Molecular Vision 2014; 20:1463-1470
Received 09 April 2014 | Accepted 21 October 2014 | Published 23 October 2014
1Department of Ophthalmology, University of Tennessee Health Science Center, Memphis, TN; 2Department of Anatomy/Neurobiology, University of Tennessee Health Science Center, Memphis, TN; 3Department of Pharmaceutical Sciences, University of Tennessee Health Science Center, Memphis, TN
Correspondence to: Jena J. Steinle, Hamilton Eye Institute, Department of Ophthalmology, 930 Madison Ave, Suite 768A, Memphis, TN 38163; Phone: (901) 448-1910; FAX: (901) 448-5028; email: firstname.lastname@example.org
Subrata K. Biswas is now at Bangabandhu Sheikh Mujib Medical University, Dhaka, Bangladesh.
Purpose: To establish the key insulin receptor substrate 1 (IRS-1) structural elements required in this insulin regulatory pathway, we investigated the effects of substituting alanine for serine 307 in IRS-1 on the ability of tumor necrosis factor-α (TNF-α) and a related mediator, suppressor of cytokine signaling 3 (SOCS3), to phosphorylate IRS-1 and regulate insulin signaling in the rat retinal Müller cell (rMC-1) cell line.
Methods: rMC-1 cells were grown in normal (5 mM) or high (25 mM) glucose medium and transfected with either normal IRS-1Ser307plasmid or a mutated IRS-1Ser307Ala plasmid.
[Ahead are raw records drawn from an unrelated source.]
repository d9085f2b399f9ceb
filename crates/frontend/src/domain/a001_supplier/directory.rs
//! Supplier directory cache: the fetched supplier list plus the current selection.

use crate::shared::api_client::GuiasApi;
use crate::shared::confirm::CONFIRM_DELETE_SUPPLIER;
use crate::shared::error::{FormError, FormResult};
use contracts::domain::a001_supplier::aggregate::{Supplier, SupplierDto};

pub const NOT_INFORMED: &str = "Não informado";

#[derive(Clone, Debug, Default, PartialEq)]
pub struct SupplierDirectory {
    suppliers: Vec<Supplier>,
    selected: Option<i64>,
}

impl SupplierDirectory {
    pub fn new() -> Self {
        Self::default()
    }

    pub fn suppliers(&self) -> &[Supplier] {
        &self.suppliers
    }

    pub fn find(&self, id: i64) -> Option<&Supplier> {
        self.suppliers.iter().find(|s| s.id == id)
    }

    /// Replace the cached list. A selection that no longer exists is dropped.
    pub fn replace(&mut self, suppliers: Vec<Supplier>) {
        self.suppliers = suppliers;
        if let Some(id) = self.selected {
            if self.find(id).is_none() {
                self.selected = None;
            }
        }
    }

    /// Make `id` the current supplier. Unknown ids and `None` clear the selection.
    pub fn select(&mut self, id: Option<i64>) -> Option<&Supplier> {
        self.selected = id.filter(|id| self.find(*id).is_some());
        self.selected()
    }

    pub fn selected(&self) -> Option<&Supplier> {
        self.selected.and_then(|id| self.find(id))
    }

    pub fn selected_id(&self) -> Option<i64> {
        self.selected
    }

    pub fn clear_selection(&mut self) {
        self.selected = None;
    }

    /// `GET /fornecedores` into the cache
    pub async fn load(&mut self, api: &impl GuiasApi) -> FormResult<&[Supplier]> {
        let list = api.list_suppliers().await?;
        log::debug!("supplier directory loaded: {} entries", list.len());
        self.replace(list);
        Ok(&self.suppliers)
    }

    /// Create (no id) or update (id) a supplier, then reload.
    /// Returns the server's message.
    pub async fn upsert(&mut self, api: &impl GuiasApi, dto: &SupplierDto) -> FormResult<String> {
        dto.validate().map_err(FormError::Validation)?;
        let body = dto.trimmed();

        let response = match body.id {
            Some(id) => api.update_supplier(id, &body).await?,
            None => api.create_supplier(&body).await?,
        };
        self.load(api).await?;

        Ok(response
            .message
            .unwrap_or_else(|| "Fornecedor salvo com sucesso!".to_string()))
    }

    /// Delete after confirmation; deleting the selected supplier clears the selection.
    /// `Ok(false)` when the user declined.
    pub async fn delete(
        &mut self,
        api: &impl GuiasApi,
        id: i64,
        confirm: impl FnOnce(&str) -> bool,
    ) -> FormResult<bool> {
        if !confirm(CONFIRM_DELETE_SUPPLIER) {
            return Ok(false);
        }
        api.delete_supplier(id).await?;
        if self.selected == Some(id) {
            self.selected = None;
        }
        self.load(api).await?;
        Ok(true)
    }
}

/// Display fields of the "current supplier" panel
#[derive(Clone, Debug, PartialEq, Eq)]
pub struct SupplierInfo {
    pub tax_id: String,
    pub contact: String,
    pub email: String,
    pub address: String,
    pub responsible: String,
}

/// Absent or blank optional values read as "Não informado"
pub fn or_not_informed(value: Option<&str>) -> String {
    match value {
        Some(v) if !v.trim().is_empty() => v.to_string(),
        _ => NOT_INFORMED.to_string(),
    }
}

impl From<&Supplier> for SupplierInfo {
    fn from(s: &Supplier) -> Self {
        Self {
            tax_id: s.tax_id.clone(),
            contact: or_not_informed(s.contact.as_deref()),
            email: or_not_informed(s.email.as_deref()),
            address: or_not_informed(s.address.as_deref()),
            responsible: or_not_informed(s.responsible.as_deref()),
        }
    }
}
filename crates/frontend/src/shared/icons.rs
use leptos::prelude::*;

pub fn icon(name: &str) -> AnyView {
    match name {
        "suppliers" => view! {
            <svg width="20" height="20" viewBox="0 0 24 24" fill="none" stroke="currentColor" stroke-width="2" stroke-linecap="round" stroke-linejoin="round" aria-hidden="true">
                <path d="M3 22h18"/>
                <path d="M6 22V8l6-5 6 5v14"/>
                <rect x="9" y="13" width="6" height="9"/>
            </svg>
        }.into_any(),
        "shipments" => view! {
            <svg width="20" height="20" viewBox="0 0 24 24" fill="none" stroke="currentColor" stroke-width="2" stroke-linecap="round" stroke-linejoin="round" aria-hidden="true">
                <path d="M3 7h13v10H3z"/>
                <path d="M16 7h3l2 3v7h-5z"/>
                <circle cx="7.5" cy="18" r="1.5"/>
                <circle cx="18.5" cy="18" r="1.5"/>
            </svg>
        }.into_any(),
        "plus" => view! {
            <svg width="16" height="16" viewBox="0 0 24 24" fill="none" stroke="currentColor" stroke-width="2" stroke-linecap="round" stroke-linejoin="round" aria-hidden="true">
                <path d="M12 5v14"/>
                <path d="M5 12h14"/>
            </svg>
        }.into_any(),
        "edit" => view! {
            <svg width="16" height="16" viewBox="0 0 24 24" fill="none" stroke="currentColor" stroke-width="2" stroke-linecap="round" stroke-linejoin="round" aria-hidden="true">
                <path d="M12 20h9"/>
                <path d="M16.5 3.5a2.12 2.12 0 0 1 3 3L7 19l-4 1 1-4z"/>
            </svg>
        }.into_any(),
        "save" => view! {
            <svg width="16" height="16" viewBox="0 0 24 24" fill="none" stroke="currentColor" stroke-width="2" stroke-linecap="round" stroke-linejoin="round" aria-hidden="true">
                <path d="M19 21H5a2 2 0 0 1-2-2V5a2 2 0 0 1 2-2h11l5 5v11a2 2 0 0 1-2 2z"/>
                <path d="M17 21v-8H7v8"/>
                <path d="M7 3v5h8"/>
            </svg>
        }.into_any(),
        "printer" => view! {
            <svg width="16" height="16" viewBox="0 0 24 24" fill="none" stroke="currentColor" stroke-width="2" stroke-linecap="round" stroke-linejoin="round" aria-hidden="true">
                <path d="M6 9V2h12v7"/>
                <path d="M6 18H4a2 2 0 0 1-2-2v-5a2 2 0 0 1 2-2h16a2 2 0 0 1 2 2v5a2 2 0 0 1-2 2h-2"/>
                <rect x="6" y="14" width="12" height="8"/>
            </svg>
        }.into_any(),
        "trash" => view! {
            <svg width="16" height="16" viewBox="0 0 24 24" fill="none" stroke="currentColor" stroke-width="2" stroke-linecap="round" stroke-linejoin="round" aria-hidden="true">
                <path d="M3 6h18"/>
                <path d="M19 6l-1 14a2 2 0 0 1-2 2H8a2 2 0 0 1-2-2L5 6"/>
                <path d="M10 11v6"/>
                <path d="M14 11v6"/>
                <path d="M9 6V4a1 1 0 0 1 1-1h4a1 1 0 0 1 1 1v2"/>
            </svg>
        }.into_any(),
        "refresh" => view! {
            <svg width="16" height="16" viewBox="0 0 24 24" fill="none" stroke="currentColor" stroke-width="2" stroke-linecap="round" stroke-linejoin="round" aria-hidden="true">
                <path d="M23 4v6h-6"/>
                <path d="M1 20v-6h6"/>
                <path d="M3.51 9a9 9 0 0 1 14.85-3.36L23 10"/>
                <path d="M1 14l4.64 4.36A9 9 0 0 0 20.49 15"/>
            </svg>
        }.into_any(),
        "folder-open" => view! {
            <svg width="16" height="16" viewBox="0 0 24 24" fill="none" stroke="currentColor" stroke-width="2" stroke-linecap="round" stroke-linejoin="round" aria-hidden="true">
                <path d="M6 14l1.45-2.9A2 2 0 0 1 9.24 10H20a2 2 0 0 1 1.94 2.5l-1.55 6a2 2 0 0 1-1.94 1.5H4a2 2 0 0 1-2-2V5a2 2 0 0 1 2-2h3.93a2 2 0 0 1 1.66.9l.82 1.2a2 2 0 0 0 1.66.9H18a2 2 0 0 1 2 2v2"/>
            </svg>
        }.into_any(),
        "x" => view! {
            <svg width="16" height="16" viewBox="0 0 24 24" fill="none" stroke="currentColor" stroke-width="2" stroke-linecap="round" stroke-linejoin="round" aria-hidden="true">
                <path d="M18 6L6 18"/>
                <path d="M6 6l12 12"/>
            </svg>
        }.into_any(),
        _ => view! {
            <svg width="16" height="16" viewBox="0 0 24 24" fill="none" stroke="currentColor" stroke-width="2" stroke-linecap="round" stroke-linejoin="round" aria-hidden="true">
                <circle cx="12" cy="12" r="9"/>
            </svg>
        }.into_any(),
    }
}
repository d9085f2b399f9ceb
use crate::domain::a002_guide::ui::form::{GuideForm, GuideFormViewModel};
use crate::domain::a002_guide::ui::history::GuideHistory;
use crate::shared::api_client::HttpApi;
use leptos::prelude::*;

#[component]
pub fn App() -> impl IntoView {
    let api = HttpApi::from_location();
    log::info!("API base: {}", api.base());

    // Form, supplier directory and history shared by every section
    let vm = GuideFormViewModel::new(api);
    provide_context(vm);

    vm.load_suppliers();
    vm.refresh_history();

    view! {
        <div class="container">
            <header class="page-header">
                <h1>"Guia de Remessa para Manutenção/Conserto"</h1>
            </header>
            <GuideForm />
            <GuideHistory />
        </div>
    }
}
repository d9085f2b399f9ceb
//! Gateway to the guides REST API.
//!
//! Everything that talks to the server goes through [`GuiasApi`] so the
//! form workflow can run against the HTTP client in the browser and against
//! an in-memory server in tests.

mod http;
#[cfg(test)]
pub mod fake;

pub use http::HttpApi;

use crate::shared::error::FormResult;
use async_trait::async_trait;
use contracts::domain::a001_supplier::aggregate::{Supplier, SupplierDto};
use contracts::domain::a002_guide::aggregate::{Guide, GuideCreated, GuideSubmission};
use contracts::shared::api_message::MessageResponse;

#[async_trait(?Send)]
pub trait GuiasApi {
    /// `GET /fornecedores`
    async fn list_suppliers(&self) -> FormResult<Vec<Supplier>>;

    /// `POST /fornecedor/novo`
    async fn create_supplier(&self, dto: &SupplierDto) -> FormResult<MessageResponse>;

    /// `PUT /fornecedor/{id}`
    async fn update_supplier(&self, id: i64, dto: &SupplierDto) -> FormResult<MessageResponse>;

    /// `DELETE /fornecedor/{id}`; the server deletes the supplier's guides too
    async fn delete_supplier(&self, id: i64) -> FormResult<MessageResponse>;

    /// `GET /guias`, newest first
    async fn list_guides(&self) -> FormResult<Vec<Guide>>;

    /// `GET /guia/{id}`
    async fn fetch_guide(&self, id: i64) -> FormResult<Guide>;

    /// `POST /guia/nova`
    async fn create_guide(&self, submission: &GuideSubmission) -> FormResult<GuideCreated>;

    /// `DELETE /guia/{id}`
    async fn delete_guide(&self, id: i64) -> FormResult<MessageResponse>;
}
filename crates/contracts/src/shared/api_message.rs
use serde::{Deserialize, Serialize};

/// Success body of the mutation endpoints: `{message}`, sometimes with the new id
#[derive(Debug, Clone, PartialEq, Eq, Serialize, Deserialize, Default)]
pub struct MessageResponse {
    #[serde(default)]
    pub message: Option<String>,
    #[serde(default)]
    pub id: Option<i64>,
}

/// Error body: `{error}`
#[derive(Debug, Clone, PartialEq, Eq, Serialize, Deserialize, Default)]
pub struct ErrorResponse {
    #[serde(default)]
    pub error: Option<String>,
}
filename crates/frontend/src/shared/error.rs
//! Error taxonomy for form actions and API calls

use thiserror::Error;

#[derive(Error, Debug, Clone, PartialEq, Eq)]
pub enum FormError {
    /// Client-side check failed; never reaches the network
    #[error("{0}")]
    Validation(String),

    /// Non-2xx response
    #[error("{message}")]
    Api { status: u16, message: String },

    /// 404 on a guide or supplier lookup
    #[error("{0}")]
    NotFound(String),

    /// Request could not be sent or the body could not be read
    #[error("Falha de comunicação com o servidor: {0}")]
    Network(String),
}

impl FormError {
    pub fn validation(msg: impl Into<String>) -> Self {
        Self::Validation(msg.into())
    }

    pub fn is_validation(&self) -> bool {
        matches!(self, Self::Validation(_))
    }
}

pub type FormResult<T> = Result<T, FormError>;
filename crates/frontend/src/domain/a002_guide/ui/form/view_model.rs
use crate::domain::a001_supplier::directory::SupplierDirectory;
use crate::domain::a002_guide::controller::GuideFormController;
use crate::domain::a002_guide::equipment_table::EquipmentField;
use crate::domain::a002_guide::form_state::{FormPhase, FormState};
use crate::domain::a002_guide::motive::Motive;
use crate::domain::a002_guide::print::render_print_document;
use crate::domain::a002_guide::ui::print_window::open_print_window;
use crate::shared::api_client::HttpApi;
use crate::shared::confirm::confirm;
use crate::shared::error::FormError;
use crate::shared::notify;
use contracts::domain::a002_guide::aggregate::Guide;
use leptos::prelude::*;
use wasm_bindgen_futures::spawn_local;

/// ViewModel shared by the guide form, the supplier picker and the history list
#[derive(Clone, Copy)]
pub struct GuideFormViewModel {
    pub form: RwSignal<FormState>,
    pub directory: RwSignal<SupplierDirectory>,
    pub history: RwSignal<Vec<Guide>>,
    pub api: StoredValue<HttpApi>,
}

impl GuideFormViewModel {
    pub fn new(api: HttpApi) -> Self {
        Self {
            form: RwSignal::new(FormState::new()),
            directory: RwSignal::new(SupplierDirectory::new()),
            history: RwSignal::new(Vec::new()),
            api: StoredValue::new(api),
        }
    }

    pub fn is_submitting(&self) -> bool {
        self.form.with(|f| f.phase == FormPhase::Submitting)
    }

    // ------------------------------------------------------------------
    // Field edits
    // ------------------------------------------------------------------

    pub fn edit(&self, f: impl FnOnce(&mut FormState)) {
        self.form.update(|state| {
            f(state);
            state.touch();
        });
    }

    pub fn row_field(&self, key: u64, field: EquipmentField) -> String {
        self.form.with(|f| {
            f.equipment
                .rows()
                .iter()
                .find(|r| r.key == key)
                .map(|r| match field {
                    EquipmentField::Quantity => r.quantity.clone(),
                    EquipmentField::Description => r.description.clone(),
                    EquipmentField::SerialNumber => r.serial_number.clone(),
                    EquipmentField::AssetTag => r.asset_tag.clone(),
                    EquipmentField::Value => r.value.clone(),
                })
                .unwrap_or_default()
        })
    }

    pub fn set_row_field(&self, key: u64, field: EquipmentField, value: String) {
        self.edit(|f| {
            if let Some(index) = f.equipment.index_of(key) {
                f.equipment.set_field(index, field, value);
            }
        });
    }

    pub fn add_equipment(&self) {
        self.edit(|f| f.equipment.add_line());
    }

    pub fn remove_equipment(&self, key: u64) {
        let mut warning = None;
        self.edit(|f| {
            if let Some(index) = f.equipment.index_of(key) {
                if let Err(e) = f.equipment.remove_line(index) {
                    warning = Some(e.to_string());
                }
            }
        });
        if let Some(w) = warning {
            notify::warning(&w);
        }
    }

    pub fn set_motive(&self, motive: Motive, checked: bool) {
        self.edit(|f| f.motives.set_checked(motive, checked));
    }

    pub fn select_supplier(&self, id: Option<i64>) {
        self.directory.update(|d| {
            d.select(id);
        });
        self.form.update(|f| f.touch());
    }

    // ------------------------------------------------------------------
    // Commands
    // ------------------------------------------------------------------

    pub fn load_suppliers(&self) {
        let directory = self.directory;
        let api = self.api.get_value();
        spawn_local(async move {
            let mut dir = directory.get_untracked();
            let result = dir.load(&api).await.map(|list| list.len());
            match result {
                Ok(_) => directory.set(dir),
                Err(e) => notify::error(&format!("Erro ao carregar fornecedores: {}", e)),
            }
        });
    }

    pub fn refresh_history(&self) {
        let history = self.history;
        let api = self.api.get_value();
        spawn_local(async move {
            match GuideFormController::new(&api).refresh_history().await {
                Ok(list) => history.set(list),
                // history failures stay in the console
                Err(e) => log::error!("Erro ao carregar histórico: {}", e),
            }
        });
    }

    pub fn save_command(&self) {
        let form = self.form;
        let mut state = form.get_untracked();
        if state.phase == FormPhase::Submitting {
            return;
        }
        let dir = self.directory.get_untracked();

        // validation errors are reported without touching the phase
        if let Err(e) = state.build_submission(&dir) {
            notify::error(&e.to_string());
            return;
        }

        form.update(|f| f.phase = FormPhase::Submitting);
        let api = self.api.get_value();
        let vm = *self;
        spawn_local(async move {
            match GuideFormController::new(&api).submit(&mut state, &dir).await {
                Ok(created) => {
                    form.update(|f| f.apply_created(&created));
                    notify::success(&format!(
                        "Guia salva com sucesso! Número: {}",
                        created.number
                    ));
                    vm.refresh_history();
                }
                Err(e) => {
                    form.update(|f| f.phase = FormPhase::Failed);
                    notify::error(&e.to_string());
                }
            }
        });
    }

    pub fn load_guide_command(&self, id: i64) {
        let form = self.form;
        let directory = self.directory;
        let api = self.api.get_value();
        form.update(|f| f.phase = FormPhase::Loading);
        spawn_local(async move {
            let mut state = form.get_untracked();
            let mut dir = directory.get_untracked();
            let result = GuideFormController::new(&api)
                .load_into_form(&mut state, &mut dir, id)
                .await;
            match result {
                Ok(()) => {
                    let number = state.number.clone();
                    form.set(state);
                    directory.set(dir);
                    notify::success(&format!("Guia {} carregada para visualização", number));
                    if let Some(win) = web_sys::window() {
                        win.scroll_to_with_x_and_y(0.0, 0.0);
                    }
                }
                Err(e) => {
                    form.update(|f| f.phase = FormPhase::Failed);
                    notify::error(&format!("Erro ao carregar guia: {}", e));
                }
            }
        });
    }

    pub fn delete_guide_command(&self, id: i64) {
        let api = self.api.get_value();
        let vm = *self;
        spawn_local(async move {
            match GuideFormController::new(&api).delete_guide(id, confirm).await {
                Ok(true) => {
                    notify::success("Guia excluída com sucesso");
                    vm.refresh_history();
                }
                Ok(false) => {}
                Err(e) => notify::error(&e.to_string()),
            }
        });
    }

    pub fn reset_command(&self) {
        let mut state = self.form.get_untracked();
        let mut dir = self.directory.get_untracked();
        if state.reset(&mut dir, confirm) {
            self.form.set(state);
            self.directory.set(dir);
            notify::success("Formulário limpo com sucesso");
        }
    }

    pub fn print_command(&self) {
        let snapshot = {
            let dir = self.directory.get_untracked();
            self.form.with_untracked(|f| f.print_snapshot(&dir))
        };
        let snapshot = match snapshot {
            Ok(s) => s,
            Err(FormError::Validation(msg)) => {
                notify::error(&format!("Corrija os seguintes erros: {}", msg));
                return;
            }
            Err(e) => {
                notify::error(&e.to_string());
                return;
            }
        };

        let html = render_print_document(&snapshot);
        match open_print_window(&html) {
            Ok(()) => notify::success("Guia gerada para impressão! Verifique a nova aba."),
            Err(e) => notify::error(&e),
        }
    }
}
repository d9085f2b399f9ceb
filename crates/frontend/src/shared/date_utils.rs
//! Date conversion between the transport format (`YYYY-MM-DD`) and the
//! Brazilian display format (`DD/MM/YYYY`).
//!
//! Both directions only re-order the three parts; anything that does not
//! split into exactly three parts is returned unchanged.

/// "2024-03-15" or "2024-03-15T14:02:26Z" -> "15/03/2024"
pub fn iso_to_display(date_str: &str) -> String {
    let date_part = date_str.split('T').next().unwrap_or(date_str);
    let parts: Vec<&str> = date_part.split('-').collect();
    if let [year, month, day] = parts.as_slice() {
        return format!("{}/{}/{}", day, month, year);
    }
    date_str.to_string()
}

/// "15/03/2024" -> "2024-03-15"
pub fn display_to_iso(date_str: &str) -> String {
    let parts: Vec<&str> = date_str.split('/').collect();
    if let [day, month, year] = parts.as_slice() {
        return format!("{}-{}-{}", year, month, day);
    }
    date_str.to_string()
}

/// History column: "-" when the server sent no date
pub fn history_date(date_str: Option<&str>) -> String {
    match date_str {
        Some(s) if !s.is_empty() => iso_to_display(s),
        _ => "-".to_string(),
    }
}

/// Today's local date as DD/MM/YYYY
pub fn today_display() -> String {
    chrono::Local::now().format("%d/%m/%Y").to_string()
}
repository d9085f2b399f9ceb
pub mod aggregate;
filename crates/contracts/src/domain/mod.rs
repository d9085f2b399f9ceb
pub mod a001_supplier;
pub mod a002_guide;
Cells were also treated with recombinant TNF-α or SOCS3 to induce increased levels of these proteins.
Results: In cells with IRS-1Ser307Ala, TNF-α and SOCS3 failed to phosphorylate IRS-1. Likewise, resulting downstream effects, including changes in phosphorylation of insulin receptorTyr960, antiapoptotic Akt phosphorylation, and proapoptotic cleavage of caspase 3 were also blocked. We also report for the first time that SOCS3 and TNF-α are reciprocally stimulatory leading to a mutual enhancement of levels of both factors, thus forming a potential positive feedback loop that contributes to insulin receptor resistance.
Conclusions: Increases in TNF-α and SOCS3 are triggered by high glucose and through reciprocal stimulation of expression of these two factors, which in turn could be major drivers of insulin resistance and related cell death. The demonstration that a single phosphorylation site is key for these pathways suggests that drugs targeted to this site might be effective in protecting against diabetic damage to the retina.
Diabetes produces several physiologic and metabolic changes in the retina, many of which are still poorly understood. One of the first cell types to be altered in response to high glucose is the Müller cell . The expression of tumor necrosis factor-α (TNF-α) , along with the stress marker, glial fibrillary acidic protein , increases in Müller cells early in response to excess glucose. In previous work, we have shown that TNF-α is highly involved in regulating insulin signaling in retinal Müller cells , such that increased TNF-α inhibits normal insulin signal transduction in these cells. One of the pathways by which TNF-α can inhibit insulin signaling is through phosphorylation of insulin receptor substrate 1 (IRS-1) on serine 307 [5,6].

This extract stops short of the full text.